"""

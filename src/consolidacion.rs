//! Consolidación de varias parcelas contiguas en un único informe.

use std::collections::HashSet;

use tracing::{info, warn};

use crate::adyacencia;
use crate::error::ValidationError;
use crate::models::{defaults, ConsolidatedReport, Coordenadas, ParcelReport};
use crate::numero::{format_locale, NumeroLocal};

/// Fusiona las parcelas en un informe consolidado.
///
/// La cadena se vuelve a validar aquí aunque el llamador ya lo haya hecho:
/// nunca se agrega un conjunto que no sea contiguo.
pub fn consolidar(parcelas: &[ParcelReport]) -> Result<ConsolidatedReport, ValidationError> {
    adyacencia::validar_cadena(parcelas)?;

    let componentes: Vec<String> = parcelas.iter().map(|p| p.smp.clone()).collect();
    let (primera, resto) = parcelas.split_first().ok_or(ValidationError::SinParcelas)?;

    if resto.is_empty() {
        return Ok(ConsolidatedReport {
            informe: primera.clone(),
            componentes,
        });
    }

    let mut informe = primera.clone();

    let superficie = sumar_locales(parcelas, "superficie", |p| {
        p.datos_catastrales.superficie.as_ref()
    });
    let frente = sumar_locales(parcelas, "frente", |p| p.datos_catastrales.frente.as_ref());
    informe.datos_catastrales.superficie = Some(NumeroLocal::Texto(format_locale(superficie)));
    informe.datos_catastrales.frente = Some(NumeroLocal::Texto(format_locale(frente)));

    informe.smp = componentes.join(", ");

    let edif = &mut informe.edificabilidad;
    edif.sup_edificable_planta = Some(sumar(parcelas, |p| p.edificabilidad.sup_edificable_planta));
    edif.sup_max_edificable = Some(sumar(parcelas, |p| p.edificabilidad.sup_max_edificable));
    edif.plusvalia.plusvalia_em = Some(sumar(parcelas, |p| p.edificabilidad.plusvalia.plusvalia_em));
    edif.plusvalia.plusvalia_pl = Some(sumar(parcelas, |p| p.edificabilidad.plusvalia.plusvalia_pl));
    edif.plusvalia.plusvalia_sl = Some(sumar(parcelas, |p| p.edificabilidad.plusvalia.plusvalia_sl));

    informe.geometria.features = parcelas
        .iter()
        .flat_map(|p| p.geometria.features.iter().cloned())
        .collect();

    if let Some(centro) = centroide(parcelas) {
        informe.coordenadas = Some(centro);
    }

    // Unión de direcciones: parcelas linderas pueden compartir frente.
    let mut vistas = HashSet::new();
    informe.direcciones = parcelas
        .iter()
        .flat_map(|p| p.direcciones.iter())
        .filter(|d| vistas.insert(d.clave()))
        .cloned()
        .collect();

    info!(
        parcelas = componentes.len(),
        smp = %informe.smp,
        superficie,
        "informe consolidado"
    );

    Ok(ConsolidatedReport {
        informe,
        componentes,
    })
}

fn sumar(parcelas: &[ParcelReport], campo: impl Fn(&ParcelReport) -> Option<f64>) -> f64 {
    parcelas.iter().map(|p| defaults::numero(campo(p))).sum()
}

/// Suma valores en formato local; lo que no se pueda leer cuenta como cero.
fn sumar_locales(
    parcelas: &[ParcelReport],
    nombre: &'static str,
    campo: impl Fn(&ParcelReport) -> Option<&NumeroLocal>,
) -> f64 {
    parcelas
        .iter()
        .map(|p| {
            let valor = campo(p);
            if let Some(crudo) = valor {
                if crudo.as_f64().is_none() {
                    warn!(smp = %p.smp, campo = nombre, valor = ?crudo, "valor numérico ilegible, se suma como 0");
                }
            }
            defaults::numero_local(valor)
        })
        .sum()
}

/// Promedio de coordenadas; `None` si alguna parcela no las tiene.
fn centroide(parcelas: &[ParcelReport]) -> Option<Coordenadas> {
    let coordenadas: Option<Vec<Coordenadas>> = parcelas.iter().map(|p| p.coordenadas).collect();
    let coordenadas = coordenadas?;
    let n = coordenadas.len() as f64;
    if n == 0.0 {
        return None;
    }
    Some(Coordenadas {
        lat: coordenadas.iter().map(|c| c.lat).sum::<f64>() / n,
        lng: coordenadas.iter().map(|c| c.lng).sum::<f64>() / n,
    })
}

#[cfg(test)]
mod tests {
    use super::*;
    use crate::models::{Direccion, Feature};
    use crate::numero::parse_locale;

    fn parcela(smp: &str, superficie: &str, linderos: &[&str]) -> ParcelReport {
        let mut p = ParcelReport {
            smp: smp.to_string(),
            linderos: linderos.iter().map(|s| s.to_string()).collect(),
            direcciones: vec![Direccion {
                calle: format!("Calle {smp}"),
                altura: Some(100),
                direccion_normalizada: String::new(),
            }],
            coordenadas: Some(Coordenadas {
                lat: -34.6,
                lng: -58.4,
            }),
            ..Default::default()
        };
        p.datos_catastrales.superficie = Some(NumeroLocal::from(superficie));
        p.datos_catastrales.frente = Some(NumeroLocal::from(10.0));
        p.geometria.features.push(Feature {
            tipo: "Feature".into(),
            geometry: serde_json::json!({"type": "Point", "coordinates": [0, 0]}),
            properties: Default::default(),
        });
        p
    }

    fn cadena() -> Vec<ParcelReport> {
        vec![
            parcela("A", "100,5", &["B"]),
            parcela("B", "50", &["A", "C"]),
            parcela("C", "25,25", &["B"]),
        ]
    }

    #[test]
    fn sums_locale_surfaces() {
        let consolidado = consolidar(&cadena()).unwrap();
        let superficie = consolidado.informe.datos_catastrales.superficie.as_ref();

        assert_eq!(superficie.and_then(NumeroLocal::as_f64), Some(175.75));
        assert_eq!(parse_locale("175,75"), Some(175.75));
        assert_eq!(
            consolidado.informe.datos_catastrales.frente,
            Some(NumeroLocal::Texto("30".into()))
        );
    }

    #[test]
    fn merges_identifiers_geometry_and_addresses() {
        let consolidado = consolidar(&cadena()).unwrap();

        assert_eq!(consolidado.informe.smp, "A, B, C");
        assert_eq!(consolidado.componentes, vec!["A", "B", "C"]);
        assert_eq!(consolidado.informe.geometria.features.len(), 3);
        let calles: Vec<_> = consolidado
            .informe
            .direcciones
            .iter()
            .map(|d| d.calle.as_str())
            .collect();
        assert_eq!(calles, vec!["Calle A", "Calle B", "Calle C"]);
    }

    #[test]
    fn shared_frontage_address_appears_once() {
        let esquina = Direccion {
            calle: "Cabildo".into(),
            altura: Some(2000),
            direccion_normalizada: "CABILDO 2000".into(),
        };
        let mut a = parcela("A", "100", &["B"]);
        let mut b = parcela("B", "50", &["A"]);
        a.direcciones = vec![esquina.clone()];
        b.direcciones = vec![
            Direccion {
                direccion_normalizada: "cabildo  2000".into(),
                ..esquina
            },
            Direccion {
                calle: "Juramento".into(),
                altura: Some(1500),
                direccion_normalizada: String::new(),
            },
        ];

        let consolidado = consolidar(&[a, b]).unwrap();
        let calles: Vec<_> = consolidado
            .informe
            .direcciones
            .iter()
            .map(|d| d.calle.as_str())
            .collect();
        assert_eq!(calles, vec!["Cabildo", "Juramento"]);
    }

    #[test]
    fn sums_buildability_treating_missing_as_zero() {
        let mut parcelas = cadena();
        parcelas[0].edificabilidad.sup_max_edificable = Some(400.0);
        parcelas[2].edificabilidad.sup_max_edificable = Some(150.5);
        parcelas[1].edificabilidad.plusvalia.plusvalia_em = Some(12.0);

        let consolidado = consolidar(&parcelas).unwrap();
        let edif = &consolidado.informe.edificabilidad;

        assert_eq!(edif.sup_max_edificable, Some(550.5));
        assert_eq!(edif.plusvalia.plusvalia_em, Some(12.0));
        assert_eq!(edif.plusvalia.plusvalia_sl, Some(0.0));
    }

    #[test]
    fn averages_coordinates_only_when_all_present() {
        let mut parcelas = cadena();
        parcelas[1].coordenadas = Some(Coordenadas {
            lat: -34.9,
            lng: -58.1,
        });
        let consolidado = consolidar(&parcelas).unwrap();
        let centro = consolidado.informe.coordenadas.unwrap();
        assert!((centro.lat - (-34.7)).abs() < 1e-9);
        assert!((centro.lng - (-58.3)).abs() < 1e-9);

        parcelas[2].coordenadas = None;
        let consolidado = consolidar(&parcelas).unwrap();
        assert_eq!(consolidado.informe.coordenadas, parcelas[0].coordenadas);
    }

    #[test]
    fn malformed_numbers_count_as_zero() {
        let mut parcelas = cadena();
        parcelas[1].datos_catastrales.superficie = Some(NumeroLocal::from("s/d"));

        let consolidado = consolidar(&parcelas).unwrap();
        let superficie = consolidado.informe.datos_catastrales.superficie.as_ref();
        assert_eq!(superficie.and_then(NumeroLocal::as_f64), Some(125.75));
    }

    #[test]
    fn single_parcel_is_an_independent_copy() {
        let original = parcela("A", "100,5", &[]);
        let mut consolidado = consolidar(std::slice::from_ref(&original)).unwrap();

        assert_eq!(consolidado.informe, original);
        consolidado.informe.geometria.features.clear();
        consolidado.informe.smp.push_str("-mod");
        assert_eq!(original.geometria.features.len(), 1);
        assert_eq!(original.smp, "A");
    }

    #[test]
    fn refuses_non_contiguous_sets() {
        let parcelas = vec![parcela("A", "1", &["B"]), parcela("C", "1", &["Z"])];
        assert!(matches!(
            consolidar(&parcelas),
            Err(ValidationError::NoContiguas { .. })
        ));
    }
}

"""

* Action item: A single number is the whole answer: how many lines of the records contain the word "calles".

* Answer section: 4